If \(y=\tan ^{-1} \sqrt{\mathrm{x}^{2}-1}\), then the ratio \(\frac{\mathrm{d}^{2} \mathrm{y}}{\mathrm{dx} \mathrm{x}^{2}}: \frac{\mathrm{dy}}{\mathrm{dx}}\) is

\(\mathrm{y}=\tan ^{-1} \sqrt{\mathrm{x}^{2}-1}\),
Put \(\left\{\begin{array}{l}\mathrm{x}=\sec \theta \\ \mathrm{dx}=\sec \theta \cdot \tan \theta \mathrm{d} \theta\end{array}\right.\)
\(\mathrm{y}=\tan ^{-1} \sqrt{\sec ^{2} \theta-1}=\tan ^{-1}(\tan \theta)=\theta\)
\(=\sec ^{-1} \mathrm{x}\)
\(\Rightarrow \quad \frac{\mathrm{dy}}{\mathrm{dx}}=\frac{\mathrm{d}}{\mathrm{dx}}\left(\sec ^{-1} \mathrm{x}\right)=\frac{1}{\mathrm{x} \sqrt{\mathrm{x}^{2}-1}}\)
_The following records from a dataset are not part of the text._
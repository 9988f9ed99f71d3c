use crate::calc::{AssessmentSchema, Component};
use crate::db;
use crate::ipc::error::{ok, HandlerErr};
use crate::ipc::helpers::{now_rfc3339, optional_trimmed, require_db, require_schema, required_str};
use crate::ipc::types::{AppState, Request};
use rusqlite::Transaction;
use serde_json::json;
use std::collections::{HashMap, HashSet};
use uuid::Uuid;

const SCORES_BULK_UPSERT_MAX_ENTRIES: usize = 5000;

/// A validated score entry. `None` fields leave stored values untouched;
/// `Some(None)` clears them.
struct ScoreEdit {
    student_id: String,
    component_id: String,
    raw_score: Option<Option<f64>>,
    comments: Option<Option<String>>,
    sub_scores: Vec<(String, f64)>,
}

struct EntryErr {
    code: &'static str,
    message: String,
    sub_criteria_id: Option<String>,
}

impl EntryErr {
    fn new(code: &'static str, message: impl Into<String>) -> Self {
        Self {
            code,
            message: message.into(),
            sub_criteria_id: None,
        }
    }
}

fn require_active(schema: &AssessmentSchema) -> Result<(), HandlerErr> {
    if schema.active {
        Ok(())
    } else {
        Err(HandlerErr::new(
            "schema_inactive",
            "score entry is closed for an inactive schema",
        )
        .with_details(json!({ "schemaId": schema.id })))
    }
}

fn check_range(value: f64, max: f64, what: &str) -> Result<f64, EntryErr> {
    if !value.is_finite() {
        return Err(EntryErr::new("bad_params", format!("{} must be a finite number", what)));
    }
    if value < 0.0 {
        return Err(EntryErr::new("negative_score", format!("{} must be >= 0", what)));
    }
    if value > max {
        return Err(EntryErr::new(
            "out_of_range",
            format!("{} {} exceeds max {}", what, value, max),
        ));
    }
    Ok(value)
}

fn parse_entry(
    entry: &serde_json::Value,
    roster: &HashSet<String>,
    components: &HashMap<&str, &Component>,
) -> Result<ScoreEdit, EntryErr> {
    let Some(obj) = entry.as_object() else {
        return Err(EntryErr::new("bad_params", "entry must be an object"));
    };
    let student_id = optional_trimmed(obj.get("studentId"))
        .ok_or_else(|| EntryErr::new("bad_params", "missing studentId"))?;
    let component_id = optional_trimmed(obj.get("componentId"))
        .ok_or_else(|| EntryErr::new("bad_params", "missing componentId"))?;

    if !roster.contains(&student_id) {
        return Err(EntryErr::new("unknown_student", "student is not in this class"));
    }
    let Some(component) = components.get(component_id.as_str()) else {
        return Err(EntryErr::new(
            "unknown_component",
            "component is not part of this schema",
        ));
    };

    let raw_score = match obj.get("rawScore") {
        None => None,
        Some(v) if v.is_null() => Some(None),
        Some(v) => {
            let Some(n) = v.as_f64() else {
                return Err(EntryErr::new("bad_params", "rawScore must be a number or null"));
            };
            Some(Some(check_range(n, component.raw_max(), "rawScore")?))
        }
    };

    let comments = match obj.get("comments") {
        None => None,
        Some(v) if v.is_null() || v.is_string() => Some(optional_trimmed(Some(v))),
        Some(_) => return Err(EntryErr::new("bad_params", "comments must be string or null")),
    };

    let mut sub_scores: Vec<(String, f64)> = Vec::new();
    if let Some(v) = obj.get("subScores") {
        let Some(arr) = v.as_array() else {
            return Err(EntryErr::new("bad_params", "subScores must be an array"));
        };
        if !arr.is_empty() && component.sub_criteria.is_empty() {
            return Err(EntryErr::new(
                "bad_params",
                "component has no sub-criteria",
            ));
        }
        for s in arr {
            let sub_id = optional_trimmed(s.get("subCriteriaId"))
                .ok_or_else(|| EntryErr::new("bad_params", "subScores[] missing subCriteriaId"))?;
            let Some(sc) = component.sub_criteria.iter().find(|sc| sc.id == sub_id) else {
                return Err(EntryErr {
                    sub_criteria_id: Some(sub_id),
                    ..EntryErr::new(
                        "unknown_sub_criteria",
                        "sub-criteria is not part of this component",
                    )
                });
            };
            let Some(n) = s.get("score").and_then(|v| v.as_f64()) else {
                return Err(EntryErr::new("bad_params", "subScores[].score must be a number"));
            };
            let score = check_range(n, sc.max_score, &format!("score for {}", sc.name)).map_err(
                |mut e| {
                    e.sub_criteria_id = Some(sub_id.clone());
                    e
                },
            )?;
            sub_scores.push((sub_id, score));
        }
    }

    if raw_score.is_none() && comments.is_none() && sub_scores.is_empty() {
        return Err(EntryErr::new(
            "empty_entry",
            "entry must set rawScore, subScores or comments",
        ));
    }

    Ok(ScoreEdit {
        student_id,
        component_id,
        raw_score,
        comments,
        sub_scores,
    })
}

fn write_entry(tx: &mut Transaction<'_>, schema_id: &str, edit: &ScoreEdit) -> rusqlite::Result<()> {
    let sp = tx.savepoint()?;
    sp.execute(
        "INSERT INTO component_scores(id, schema_id, component_id, student_id, raw_score, comments, updated_at)
         VALUES(?1, ?2, ?3, ?4, ?5, ?6, ?7)
         ON CONFLICT(component_id, student_id) DO UPDATE SET
           raw_score = CASE WHEN ?8 THEN excluded.raw_score ELSE component_scores.raw_score END,
           comments = CASE WHEN ?9 THEN excluded.comments ELSE component_scores.comments END,
           updated_at = excluded.updated_at",
        rusqlite::params![
            Uuid::new_v4().to_string(),
            schema_id,
            edit.component_id,
            edit.student_id,
            edit.raw_score.flatten(),
            edit.comments.clone().flatten(),
            now_rfc3339(),
            edit.raw_score.is_some(),
            edit.comments.is_some(),
        ],
    )?;
    let entry_id: String = sp.query_row(
        "SELECT id FROM component_scores WHERE component_id = ? AND student_id = ?",
        (&edit.component_id, &edit.student_id),
        |r| r.get(0),
    )?;
    for (sub_id, score) in &edit.sub_scores {
        sp.execute(
            "INSERT INTO sub_criteria_scores(id, component_score_id, sub_criteria_id, score)
             VALUES(?, ?, ?, ?)
             ON CONFLICT(component_score_id, sub_criteria_id) DO UPDATE SET score = excluded.score",
            (Uuid::new_v4().to_string(), &entry_id, sub_id, score),
        )?;
    }
    sp.commit()
}

fn scores_bulk_upsert(state: &AppState, req: &Request) -> Result<serde_json::Value, HandlerErr> {
    let conn = require_db(state)?;
    let schema_id = required_str(req, "schemaId")?;
    let Some(entries) = req.params.get("entries").and_then(|v| v.as_array()) else {
        return Err(HandlerErr::new("bad_params", "missing entries[]"));
    };

    if entries.len() > SCORES_BULK_UPSERT_MAX_ENTRIES {
        let rejected = entries.len();
        return Ok(json!({
            "ok": true,
            "updated": 0,
            "rejected": rejected,
            "limitExceeded": true,
            "errors": [{
                "index": -1,
                "code": "too_many_entries",
                "message": format!(
                    "bulk payload exceeds max entries: {} > {}",
                    rejected, SCORES_BULK_UPSERT_MAX_ENTRIES
                )
            }]
        }));
    }

    let schema = require_schema(conn, &schema_id)?;
    require_active(&schema)?;
    let class_id = schema.class_id.clone().unwrap_or_default();
    let roster: HashSet<String> = db::load_roster(conn, &class_id)
        .map_err(HandlerErr::query)?
        .into_iter()
        .map(|s| s.id)
        .collect();
    let components: HashMap<&str, &Component> = schema
        .components
        .iter()
        .map(|c| (c.id.as_str(), c))
        .collect();

    let mut tx = conn
        .unchecked_transaction()
        .map_err(|e| HandlerErr::new("db_tx_failed", e.to_string()))?;
    let mut updated: usize = 0;
    let mut errors: Vec<serde_json::Value> = Vec::new();

    for (i, entry) in entries.iter().enumerate() {
        let student_id = entry.get("studentId").cloned().unwrap_or(serde_json::Value::Null);
        let component_id = entry.get("componentId").cloned().unwrap_or(serde_json::Value::Null);
        let edit = match parse_entry(entry, &roster, &components) {
            Ok(v) => v,
            Err(e) => {
                errors.push(json!({
                    "index": i,
                    "studentId": student_id,
                    "componentId": component_id,
                    "subCriteriaId": e.sub_criteria_id,
                    "code": e.code,
                    "message": e.message,
                }));
                continue;
            }
        };
        match write_entry(&mut tx, &schema.id, &edit) {
            Ok(()) => updated += 1,
            Err(e) => errors.push(json!({
                "index": i,
                "studentId": student_id,
                "componentId": component_id,
                "code": "db_update_failed",
                "message": e.to_string(),
            })),
        }
    }
    tx.commit()
        .map_err(|e| HandlerErr::new("db_tx_failed", e.to_string()))?;

    if !errors.is_empty() {
        tracing::debug!(
            schema_id = %schema.id,
            updated,
            rejected = errors.len(),
            "bulk score entry had rejections"
        );
    }

    Ok(json!({
        "ok": true,
        "updated": updated,
        "rejected": errors.len(),
        "errors": errors
    }))
}

fn scores_get(state: &AppState, req: &Request) -> Result<serde_json::Value, HandlerErr> {
    let conn = require_db(state)?;
    let schema_id = required_str(req, "schemaId")?;
    let student_id = optional_trimmed(req.params.get("studentId"));
    require_schema(conn, &schema_id)?;

    let entries = db::load_component_scores(conn, &schema_id, student_id.as_deref())
        .map_err(HandlerErr::query)?;
    Ok(json!({ "entries": entries }))
}

fn scores_clear(state: &AppState, req: &Request) -> Result<serde_json::Value, HandlerErr> {
    let conn = require_db(state)?;
    let schema_id = required_str(req, "schemaId")?;
    let student_id = optional_trimmed(req.params.get("studentId"));
    let component_id = optional_trimmed(req.params.get("componentId"));

    let schema = require_schema(conn, &schema_id)?;
    require_active(&schema)?;

    let filter = "schema_id = ?1 AND (?2 IS NULL OR student_id = ?2) AND (?3 IS NULL OR component_id = ?3)";
    let args = (&schema_id, &student_id, &component_id);
    let tx = conn
        .unchecked_transaction()
        .map_err(|e| HandlerErr::new("db_tx_failed", e.to_string()))?;
    tx.execute(
        &format!(
            "DELETE FROM sub_criteria_scores
             WHERE component_score_id IN (SELECT id FROM component_scores WHERE {})",
            filter
        ),
        args,
    )
    .map_err(|e| HandlerErr::new("db_delete_failed", e.to_string()))?;
    let cleared = tx
        .execute(
            &format!("DELETE FROM component_scores WHERE {}", filter),
            args,
        )
        .map_err(|e| HandlerErr::new("db_delete_failed", e.to_string()))?;
    tx.commit()
        .map_err(|e| HandlerErr::new("db_tx_failed", e.to_string()))?;

    Ok(json!({ "ok": true, "cleared": cleared }))
}

pub fn try_handle(state: &mut AppState, req: &Request) -> Option<serde_json::Value> {
    let res = match req.method.as_str() {
        "scores.get" => scores_get(state, req),
        "scores.bulkUpsert" => scores_bulk_upsert(state, req),
        "scores.clear" => scores_clear(state, req),
        _ => return None,
    };
    Some(match res {
        Ok(v) => ok(&req.id, v),
        Err(e) => e.response(&req.id),
    })
}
\(\begin{aligned} \frac{\mathrm{d}^{2} \mathrm{y}}{\mathrm{dx}} &=\frac{1}{\mathrm{x}} \cdot \frac{-1}{2} \frac{1}{\left(\mathrm{x}^{2}-1\right)^{3 / 2}}(2 \mathrm{x})-\frac{1}{\mathrm{x}^{2}} \cdot \frac{1}{\sqrt{\mathrm{x}^{2}-1}} \\ \quad=-\frac{1}{\left(\mathrm{x}^{2}-1\right)^{3 / 2}}-\frac{1}{\mathrm{x}^{2}\left(\mathrm{x}^{2}-1\right)^{1 / 2}} \\=-\frac{1}{\mathrm{x}^{2}\left(\mathrm{x}^{2}-1\right)^{3 / 2}}\left(\mathrm{x}^{2}+\mathrm{x}^{2}-1\right) \\ \quad=-\frac{\left(2 \mathrm{x}^{2}-1\right)}{\mathrm{x}^{2}\left(\mathrm{x}^{2}-1\right)^{3 / 2}} \end{aligned}\)
\[
\begin{aligned}
&\text { Now, } \frac{d^{2} y}{d x^{2}}: \frac{d y}{d x}=-\frac{\left(2 x^{2}-1\right)}{x^{2}\left(x^{2}-1\right)^{3 / 2}}: \frac{1}{x\left(x^{2}-1\right)^{1 / 2}} \\
&\frac{d^{2} y}{d x^{2}}: \frac{d y}{d x}=\left(1-2 x^{2}\right): x\left(x^{2}-1\right) \\
&\text { or } \quad\left(\frac{d^{2} y}{\frac{d x^{2}}{d y}}\right)=\frac{\left(1-2 x^{2}\right)}{x\left(x^{2}-1\right)}
\end{aligned}
\]